BEGIN Source material

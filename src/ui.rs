use std::cell::RefCell;
use std::f64::consts::PI;
use std::rc::Rc;
use std::sync::Arc;

use anyhow::Context;
use async_channel::Receiver;
use futures::StreamExt;
use gdk_pixbuf::{Colorspace, Pixbuf};
use gtk::cairo::{self, FontSlant, FontWeight};
use gtk::prelude::*;
use gtk::{
    glib, Align, Application, ApplicationWindow, Box, Button, DrawingArea, Entry, Frame, Label,
    ListBox, Orientation, Picture, ScrolledWindow, Separator,
};

use movie_rating::{
    catalog,
    config::Config,
    details::RatingTier,
    models::SearchResult,
    poster::{self, HttpPosterSource, PosterImage},
    provider::LookupProvider,
    state::{AppState, Change, Outcome, PosterState, Reaction, READY},
    worker::Worker,
};

const APP_ID: &str = "com.example.movierating";

const CSS: &str = "
window, .details { background-color: #1e1e1e; color: #e0e0e0; }
label { color: #e0e0e0; }
entry, list, row { background-color: #3a3a3a; color: #e0e0e0; }
row:selected { background-color: #3c5f91; }
button { background-image: none; background-color: #3a3a3a; color: #e0e0e0; }
button:hover, button:active { background-color: #3c5f91; }
frame > label { font-weight: bold; }
.column-heading { font-weight: bold; }
.movie-title { font-size: 14pt; font-weight: bold; }
.rating-caption { font-size: 12pt; font-weight: bold; }
.rating-text { font-size: 16pt; font-weight: bold; }
.status-bar { padding: 4px 8px; }
";

/// Start the GTK application; returns once the main window is closed
pub fn run(config: &Config, provider: Arc<dyn LookupProvider>) -> anyhow::Result<()> {
    let posters = HttpPosterSource::new(config).context("failed to build poster HTTP client")?;
    let (worker, receiver) = Worker::new(config.workers, provider, Arc::new(posters))
        .context("failed to start worker pool")?;
    let launch = Launch::new((worker, receiver));
    let shell: Rc<RefCell<Option<Rc<Shell>>>> = Rc::default();

    let app = Application::builder().application_id(APP_ID).build();
    let slot = shell.clone();
    app.connect_activate(move |app| {
        if let Some(window) = app.active_window() {
            window.present();
            return;
        }
        if let Some((worker, receiver)) = launch.claim() {
            *slot.borrow_mut() = Some(build_ui(app, worker, receiver));
        }
    });

    // Arguments were already consumed by clap
    app.run_with_args::<&str>(&[]);
    tracing::info!("GUI closed");

    // Last strong reference; dropping it stops the worker pool
    shell.borrow_mut().take();
    Ok(())
}

/// Parts that belong to the one and only main window
struct Launch<T> {
    parts: RefCell<Option<T>>,
}

impl<T> Launch<T> {
    fn new(parts: T) -> Self {
        Self {
            parts: RefCell::new(Some(parts)),
        }
    }

    fn claim(&self) -> Option<T> {
        self.parts.borrow_mut().take()
    }
}

struct View {
    entry: Entry,
    list: ListBox,
    poster: Picture,
    poster_note: Label,
    title: Label,
    rating_text: Label,
    disc: DrawingArea,
    disc_face: Rc<RefCell<(RatingTier, String)>>,
    info: Label,
    plot: Label,
    status: Label,
}

/// UI-thread owner of the state, the worker handle and the widgets
struct Shell {
    state: RefCell<AppState>,
    worker: Worker,
    view: View,
}

impl Shell {
    fn search(&self) {
        let text = self.view.entry.text();
        let reaction = self.state.borrow_mut().submit_search(&text);
        self.react(reaction);
    }

    fn random(&self) {
        let id = catalog::pick(&mut rand::thread_rng());
        let reaction = self.state.borrow_mut().random(id);
        self.react(reaction);
    }

    fn select_row(&self, index: usize) {
        let id = self.state.borrow().results().get(index).map(|r| r.id.clone());
        if let Some(id) = id {
            let reaction = self.state.borrow_mut().select(&id);
            self.react(reaction);
        }
    }

    fn receive(&self, outcome: Outcome) {
        let reaction = self.state.borrow_mut().apply(outcome);
        self.react(reaction);
    }

    fn react(&self, reaction: Reaction) {
        let mut select = None;
        for change in &reaction.changes {
            match change {
                Change::Status => self.render_status(),
                Change::Results => self.render_results(),
                Change::Detail => self.render_detail(),
                Change::Poster => self.render_poster(),
                Change::Select(index) => select = Some(*index),
            }
        }

        if let Some(request) = reaction.request {
            self.worker.submit(request);
        }

        // Fires row-selected, which comes back through select_row
        if let Some(index) = select {
            if let Some(row) = self.view.list.row_at_index(index as i32) {
                self.view.list.select_row(Some(&row));
            }
        }
    }

    fn render_status(&self) {
        self.view.status.set_text(self.state.borrow().status());
    }

    fn render_results(&self) {
        let rows = self.state.borrow().results().to_vec();
        let list = &self.view.list;
        while let Some(child) = list.first_child() {
            list.remove(&child);
        }
        for movie in &rows {
            list.append(&create_result_row(movie));
        }
    }

    fn render_detail(&self) {
        let state = self.state.borrow();
        let Some(detail) = state.view() else {
            return;
        };

        self.view.title.set_text(&detail.title_line);
        self.view.rating_text.set_text(&detail.rating_label);
        *self.view.disc_face.borrow_mut() = (detail.tier, detail.disc_text.clone());
        self.view.disc.queue_draw();
        self.view.info.set_text(&detail.info_line);
        self.view.plot.set_text(&detail.plot);
    }

    fn render_poster(&self) {
        let state = self.state.borrow();
        let (pixbuf, note) = match state.poster() {
            PosterState::Empty => (None, ""),
            PosterState::Loading => (None, poster::LOADING_POSTER),
            PosterState::Placeholder => (None, poster::NO_POSTER),
            PosterState::Ready(image) => (Some(poster_pixbuf(image)), ""),
        };

        // The picture keeps its own reference for as long as it is shown
        self.view.poster.set_pixbuf(pixbuf.as_ref());
        self.view.poster.set_visible(pixbuf.is_some());
        self.view.poster_note.set_text(note);
        self.view.poster_note.set_visible(!note.is_empty());
    }
}

fn poster_pixbuf(image: &PosterImage) -> Pixbuf {
    let bytes = glib::Bytes::from_owned(image.pixels.clone());
    Pixbuf::from_bytes(
        &bytes,
        Colorspace::Rgb,
        true,
        8,
        image.width as i32,
        image.height as i32,
        image.stride() as i32,
    )
}

fn create_result_row(movie: &SearchResult) -> gtk::ListBoxRow {
    let row = gtk::ListBoxRow::new();
    let hbox = Box::new(Orientation::Horizontal, 12);
    hbox.set_margin_start(8);
    hbox.set_margin_end(8);
    hbox.set_margin_top(4);
    hbox.set_margin_bottom(4);

    let title_label = Label::new(Some(&movie.title));
    title_label.set_xalign(0.0);
    title_label.set_hexpand(true);
    title_label.set_ellipsize(gtk::pango::EllipsizeMode::End);

    let year_label = Label::new(Some(&movie.year));
    year_label.set_width_chars(8);

    hbox.append(&title_label);
    hbox.append(&year_label);
    row.set_child(Some(&hbox));

    row
}

fn draw_disc(
    cr: &cairo::Context,
    width: i32,
    height: i32,
    tier: RatingTier,
    text: &str,
) -> Result<(), cairo::Error> {
    let (cx, cy) = (f64::from(width) / 2.0, f64::from(height) / 2.0);
    let radius = cx.min(cy) - 5.0;

    let (r, g, b) = tier.rgb();
    cr.arc(cx, cy, radius, 0.0, 2.0 * PI);
    cr.set_source_rgb(r, g, b);
    cr.fill_preserve()?;
    cr.set_source_rgb(1.0, 1.0, 1.0);
    cr.set_line_width(2.0);
    cr.stroke()?;

    cr.select_font_face("Sans", FontSlant::Normal, FontWeight::Bold);
    cr.set_font_size(if text.len() > 3 { 11.0 } else { 13.0 });
    let extents = cr.text_extents(text)?;
    cr.move_to(
        cx - extents.width() / 2.0 - extents.x_bearing(),
        cy - extents.height() / 2.0 - extents.y_bearing(),
    );
    cr.show_text(text)?;
    Ok(())
}

fn load_css() {
    let provider = gtk::CssProvider::new();
    provider.load_from_data(CSS);
    match gtk::gdk::Display::default() {
        Some(display) => gtk::style_context_add_provider_for_display(
            &display,
            &provider,
            gtk::STYLE_PROVIDER_PRIORITY_APPLICATION,
        ),
        None => tracing::warn!("No default display; dark theme not applied"),
    }
}

fn build_ui(app: &Application, worker: Worker, receiver: Receiver<Outcome>) -> Rc<Shell> {
    load_css();

    let window = ApplicationWindow::builder()
        .application(app)
        .title("Movie Rating App")
        .default_width(800)
        .default_height(600)
        .build();

    let main_box = Box::new(Orientation::Vertical, 0);

    // Search row
    let search_box = Box::new(Orientation::Horizontal, 8);
    search_box.set_margin_start(12);
    search_box.set_margin_end(12);
    search_box.set_margin_top(12);
    search_box.set_margin_bottom(12);

    let entry = Entry::new();
    entry.set_width_chars(40);
    entry.set_placeholder_text(Some("Enter a movie title"));
    let search_button = Button::with_label("Search");
    let random_button = Button::with_label("Random Movie");

    search_box.append(&Label::new(Some("Movie Title:")));
    search_box.append(&entry);
    search_box.append(&search_button);
    search_box.append(&random_button);
    main_box.append(&search_box);

    // Results and details side by side
    let content = Box::new(Orientation::Horizontal, 10);
    content.set_margin_start(12);
    content.set_margin_end(12);
    content.set_margin_bottom(12);
    content.set_vexpand(true);

    let results_frame = Frame::new(Some("Search Results"));
    results_frame.set_hexpand(true);
    let results_box = Box::new(Orientation::Vertical, 0);

    let headings = Box::new(Orientation::Horizontal, 12);
    headings.set_margin_start(8);
    headings.set_margin_end(8);
    headings.set_margin_top(4);
    headings.set_margin_bottom(4);
    let title_heading = Label::new(Some("Movie Title"));
    title_heading.set_xalign(0.0);
    title_heading.set_hexpand(true);
    title_heading.add_css_class("column-heading");
    let year_heading = Label::new(Some("Year"));
    year_heading.set_width_chars(8);
    year_heading.add_css_class("column-heading");
    headings.append(&title_heading);
    headings.append(&year_heading);
    results_box.append(&headings);
    results_box.append(&Separator::new(Orientation::Horizontal));

    let scrolled = ScrolledWindow::new();
    scrolled.set_vexpand(true);
    let list = ListBox::new();
    list.set_selection_mode(gtk::SelectionMode::Single);
    scrolled.set_child(Some(&list));
    results_box.append(&scrolled);
    results_frame.set_child(Some(&results_box));

    let details_frame = Frame::new(Some("Movie Details"));
    details_frame.set_hexpand(true);
    let details_box = Box::new(Orientation::Vertical, 6);
    details_box.add_css_class("details");
    details_box.set_margin_start(12);
    details_box.set_margin_end(12);
    details_box.set_margin_top(10);
    details_box.set_margin_bottom(10);

    let poster_picture = Picture::new();
    poster_picture.set_size_request(poster::MAX_WIDTH as i32, poster::MAX_HEIGHT as i32);
    poster_picture.set_can_shrink(false);
    poster_picture.set_halign(Align::Center);
    poster_picture.set_visible(false);
    let poster_note = Label::new(None);
    poster_note.set_visible(false);

    let title = Label::new(None);
    title.add_css_class("movie-title");
    title.set_wrap(true);
    title.set_max_width_chars(35);

    let rating_box = Box::new(Orientation::Horizontal, 10);
    rating_box.set_margin_top(10);
    rating_box.set_margin_bottom(10);
    let rating_caption = Label::new(Some("RATING:"));
    rating_caption.add_css_class("rating-caption");
    let rating_text = Label::new(None);
    rating_text.add_css_class("rating-text");

    let disc_face = Rc::new(RefCell::new((RatingTier::Neutral, String::new())));
    let disc = DrawingArea::new();
    disc.set_content_width(60);
    disc.set_content_height(60);
    let face = disc_face.clone();
    disc.set_draw_func(move |_, cr, width, height| {
        let (tier, text) = face.borrow().clone();
        if text.is_empty() {
            return;
        }
        if let Err(e) = draw_disc(cr, width, height, tier, &text) {
            tracing::warn!(error = %e, "Failed to draw rating disc");
        }
    });

    rating_box.append(&rating_caption);
    rating_box.append(&rating_text);
    rating_box.append(&disc);

    let info = Label::new(None);
    let plot = Label::new(None);
    plot.set_wrap(true);
    plot.set_max_width_chars(45);
    plot.set_xalign(0.0);
    plot.set_justify(gtk::Justification::Left);
    plot.set_vexpand(true);
    plot.set_valign(Align::Start);

    details_box.append(&poster_picture);
    details_box.append(&poster_note);
    details_box.append(&title);
    details_box.append(&rating_box);
    details_box.append(&info);
    details_box.append(&plot);
    details_frame.set_child(Some(&details_box));

    content.append(&results_frame);
    content.append(&details_frame);
    main_box.append(&content);

    main_box.append(&Separator::new(Orientation::Horizontal));
    let status_bar = Label::new(Some(READY));
    status_bar.set_xalign(0.0);
    status_bar.add_css_class("status-bar");
    main_box.append(&status_bar);

    window.set_child(Some(&main_box));

    let shell = Rc::new(Shell {
        state: RefCell::new(AppState::new()),
        worker,
        view: View {
            entry: entry.clone(),
            list: list.clone(),
            poster: poster_picture,
            poster_note,
            title,
            rating_text,
            disc,
            disc_face,
            info,
            plot,
            status: status_bar,
        },
    });

    // Search functionality
    let weak = Rc::downgrade(&shell);
    entry.connect_activate(move |_| {
        if let Some(shell) = weak.upgrade() {
            shell.search();
        }
    });
    let weak = Rc::downgrade(&shell);
    search_button.connect_clicked(move |_| {
        if let Some(shell) = weak.upgrade() {
            shell.search();
        }
    });

    // Random movie
    let weak = Rc::downgrade(&shell);
    random_button.connect_clicked(move |_| {
        if let Some(shell) = weak.upgrade() {
            shell.random();
        }
    });

    // Movie selection
    let weak = Rc::downgrade(&shell);
    list.connect_row_selected(move |_, row| {
        if let (Some(shell), Some(row)) = (weak.upgrade(), row) {
            shell.select_row(row.index() as usize);
        }
    });

    // Worker outcomes are applied here, on the UI thread
    let weak = Rc::downgrade(&shell);
    glib::spawn_future_local(async move {
        let mut outcomes = std::pin::pin!(receiver);
        while let Some(outcome) = outcomes.next().await {
            let Some(shell) = weak.upgrade() else {
                break;
            };
            shell.receive(outcome);
        }
    });

    window.present();
    shell
}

END Source material

*Exercise aim*:
Return each line from the data where the string "struct" can be found.

*Output*:
struct Launch<T> {
struct View {
struct Shell {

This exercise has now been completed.